The grinding down of individuals by impersonal, bureaucratic systems makes for powerful storytelling. Few scenarios can get steam shooting out of my ears like witnessing a decent person struggling in vain against Kafkaesque authority. Serena Dykman applies this setup to the often nightmarish US Immigration system in a portrait of a woman with a perfect life awaiting her—if only she can get out of the airport.
After a stint in Uganda providing medical aide, attractive Czech doctor Anna (Jandra Dee) is detained after her flight back to the US. What she imagines to be a routine stop however morphs into an hours-long ordeal, as officers shuffle in and out, and her interrogators vacillate between disinterest and aggressive accusations. Tiny discrepancies regarding violations of the terms of her h-1b visa, and the length of her stay in the US between school semesters, are presented as glaring proof of her malign intent.
While there is an interesting contrast between Anna and the dehumanizing posture of the immigration officers who amiably discuss their after-work plans while Anna is kept from one of the most consequential moments of her own life, Dykman’s depiction of the enforcement officials is more an indictment of the unyielding nature of a system that ignores empathy or nuance. Anna is a model immigrant: highly skilled, completely assimilated, with a secure job, and a longterm boyfriend. After 6 years in the country building a life, Anna finds the idea that she doesn’t belong to be absurd. But, as the film progresses and the precariousness of her position becomes more apparent, she must reckon with questions that she had not needed to confront for a long time—where is Home?
The film is crosscut between Anna’s interrogations and her boyfriend as he waits outside the airport. Meaning to propose, he has rented out a limo and a string quartet for the occasion. While vital to the film’s plot, and effective at providing an extra dimension to the tragedy, because these scenes cannot have independent development outside of the core plot, they do feel a bit superfluous, and could have been trimmed to tighten the films runtime.

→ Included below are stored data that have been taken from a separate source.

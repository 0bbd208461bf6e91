use chrono::{DateTime, Local};
use rand::distributions::Alphanumeric;
use rand::Rng;
use serde::{Deserialize, Serialize};

use crate::settings::TestSettings;
use crate::stats::TypingStats;
use crate::time_series::WpmSample;

/// A completed test. Owns copies of everything it was built from.
#[derive(Debug, Clone, PartialEq, Serialize, Deserialize)]
#[serde(rename_all = "camelCase")]
pub struct TestResult {
    pub id: String,
    pub timestamp: DateTime<Local>,
    pub settings: TestSettings,
    pub wpm_history: Vec<WpmSample>,
    #[serde(flatten)]
    pub stats: TypingStats,
}

impl TestResult {
    /// Same record, ignoring the id and timestamp assigned at assembly.
    pub fn same_content(&self, other: &TestResult) -> bool {
        self.settings == other.settings
            && self.wpm_history == other.wpm_history
            && self.stats == other.stats
    }
}

/// Receives each completed result exactly once.
pub trait ResultSink {
    fn submit(&mut self, result: &TestResult);
}

impl<F: FnMut(&TestResult)> ResultSink for F {
    fn submit(&mut self, result: &TestResult) {
        self(result)
    }
}

pub fn assemble(
    settings: &TestSettings,
    stats: &TypingStats,
    wpm_history: &[WpmSample],
) -> TestResult {
    let timestamp = Local::now();
    TestResult {
        id: new_result_id(&timestamp),
        timestamp,
        settings: *settings,
        wpm_history: wpm_history.to_vec(),
        stats: *stats,
    }
}

fn new_result_id(at: &DateTime<Local>) -> String {
    let suffix: String = rand::thread_rng()
        .sample_iter(&Alphanumeric)
        .take(8)
        .map(char::from)
        .collect();
    format!("{}-{}", at.timestamp_millis(), suffix)
}

#[cfg(test)]
mod tests {
    use super::*;
    use crate::settings::{Difficulty, TestMode};

    fn stats() -> TypingStats {
        TypingStats {
            wpm: 48,
            accuracy: 96,
            correct: 120,
            incorrect: 5,
            missed: 0,
            total_time: 15.0,
            char_count: 125,
        }
    }

    #[test]
    fn assemble_copies_inputs() {
        let settings = TestSettings::new(TestMode::Time, 15, Difficulty::Easy);
        let mut history = vec![WpmSample::new(1.0, 30), WpmSample::new(2.0, 40)];

        let result = assemble(&settings, &stats(), &history);
        history.push(WpmSample::new(3.0, 50));

        assert_eq!(result.wpm_history.len(), 2);
        assert_eq!(result.settings, settings);
        assert_eq!(result.stats, stats());
    }

    #[test]
    fn ids_are_unique() {
        let settings = TestSettings::default();
        let a = assemble(&settings, &stats(), &[]);
        let b = assemble(&settings, &stats(), &[]);
        assert_ne!(a.id, b.id);
        assert!(a.same_content(&b));
    }

    #[test]
    fn serializes_flat_like_the_stored_record() {
        let result = assemble(&TestSettings::default(), &stats(), &[WpmSample::new(1.0, 30)]);
        let json = serde_json::to_value(&result).unwrap();
        assert_eq!(json["wpm"], 48);
        assert_eq!(json["charCount"], 125);
        assert_eq!(json["settings"]["mode"], "time");
        assert_eq!(json["wpmHistory"][0]["wpm"], 30);

        let back: TestResult = serde_json::from_value(json).unwrap();
        assert_eq!(back, result);
    }

    #[test]
    fn closures_are_sinks() {
        let mut seen = vec![];
        {
            let mut sink = |r: &TestResult| seen.push(r.id.clone());
            let result = assemble(&TestSettings::default(), &stats(), &[]);
            sink.submit(&result);
        }
        assert_eq!(seen.len(), 1);
    }
}
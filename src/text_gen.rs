use include_dir::{include_dir, Dir};
use itertools::Itertools;
use rand::seq::SliceRandom;
use rand::Rng;
use serde::Deserialize;
use std::sync::OnceLock;

use crate::settings::Difficulty;

static LANG_DIR: Dir = include_dir!("$CARGO_MANIFEST_DIR/src/lang");

/// A fixed word list embedded in the binary.
#[derive(Deserialize, Clone, Debug)]
pub struct WordList {
    pub name: String,
    pub size: u32,
    pub words: Vec<String>,
}

impl WordList {
    /// The embedded list for a difficulty tier.
    pub fn for_difficulty(difficulty: Difficulty) -> &'static WordList {
        static EASY: OnceLock<WordList> = OnceLock::new();
        static HARD: OnceLock<WordList> = OnceLock::new();

        match difficulty {
            Difficulty::Easy => EASY.get_or_init(|| read_word_list("easy.json")),
            Difficulty::Hard => HARD.get_or_init(|| read_word_list("hard.json")),
        }
    }
}

fn read_word_list(file_name: &str) -> WordList {
    let file = LANG_DIR
        .get_file(file_name)
        .expect("word list file not found");

    let contents = file
        .contents_utf8()
        .expect("unable to interpret word list as a string");

    serde_json::from_str(contents).expect("unable to deserialize word list json")
}

/// Where session prompts come from.
pub trait PromptSource {
    fn prompt(&mut self, word_count: usize, difficulty: Difficulty) -> String;
}

/// Uniform random draws from the embedded word lists.
#[derive(Debug, Clone, Copy, Default)]
pub struct RandomWords;

impl PromptSource for RandomWords {
    fn prompt(&mut self, word_count: usize, difficulty: Difficulty) -> String {
        generate(word_count, difficulty)
    }
}

/// The same text every time, whatever the settings ask for.
#[derive(Debug, Clone)]
pub struct FixedPrompt(pub String);

impl PromptSource for FixedPrompt {
    fn prompt(&mut self, _word_count: usize, _difficulty: Difficulty) -> String {
        self.0.clone()
    }
}

/// Prompt text of `word_count` words drawn uniformly with replacement, joined by single spaces.
pub fn generate(word_count: usize, difficulty: Difficulty) -> String {
    generate_with(&mut rand::thread_rng(), word_count, difficulty)
}

pub fn generate_with<R: Rng + ?Sized>(rng: &mut R, word_count: usize, difficulty: Difficulty) -> String {
    let words = &WordList::for_difficulty(difficulty).words;
    (0..word_count)
        .filter_map(|_| words.choose(rng))
        .join(" ")
}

But, for a closed off film such as this, largely taking place in a single location, its fortunes rise or fall with its writing and performances, and fortunately in Welcome both of these elements are strong. Dee, despite a short filmography to her name, is quite good in the role of Anna, maintaining a basic stoicism, but exhibiting gradations within it of vulnerability and strength, indignation alongside fear, and Dykman’s script builds dread effectively through an all-to-believable escalation.
Immigration is in the news in the USA right now, but while certainly relevant, Welcome isn’t meant to be a statement against incipient Nationalism. The film dates from 2015, and is in fact largely drawn from Dykman’s own real experiences with the US immigration system, as the filmmaker was born in Paris, and raised between London, Brussels, and New York, before attending NYU Tisch for film school. Despite the parallels between Dykman’s and Anna’s stories, it feels too cherry-picked to serve as an effective illustration of current events. Anna is only in trouble because she left the country to literally save children’s lives! That’s not to say that it does not have a contribution to the moment however. Welcome is hopefully effective in spurring reflection regarding the concept of home, and of belonging. The law has final stay on status, but status has nothing in common with the web of relationships that make a person of a place: one’s work, one’s friends, one’s lovers.
Anna’s exceptional nature feels like stacking the deck to prove a point, but in doing so puts lie to the notion that anything about immigration in America is haphazard. Many apologists for recent refugee ban note that it is temporary, a chance to review “vetting”. Yet in making this case they fail to note a single critique of the extant system, one in which refugees go through a multi-year interview process overseen in collaboration with over a dozen agencies, and, are handpicked from the start by government officials from millions of applicants registered with the U.N. If Anna, a young, educated white woman from Europe, can be subject to such nitpicking, what hope is there for anyone?
Dykman had a good deal of success with Welcome at festivals, even winning a student film prize at Cannes. Currently the head of her own production company, Dyamant Pictures, she is currently finishing her first feature film, NANA, a transgenerational documentary about her grandmother who was an Auschwitz survivor, and advocate for tolerance.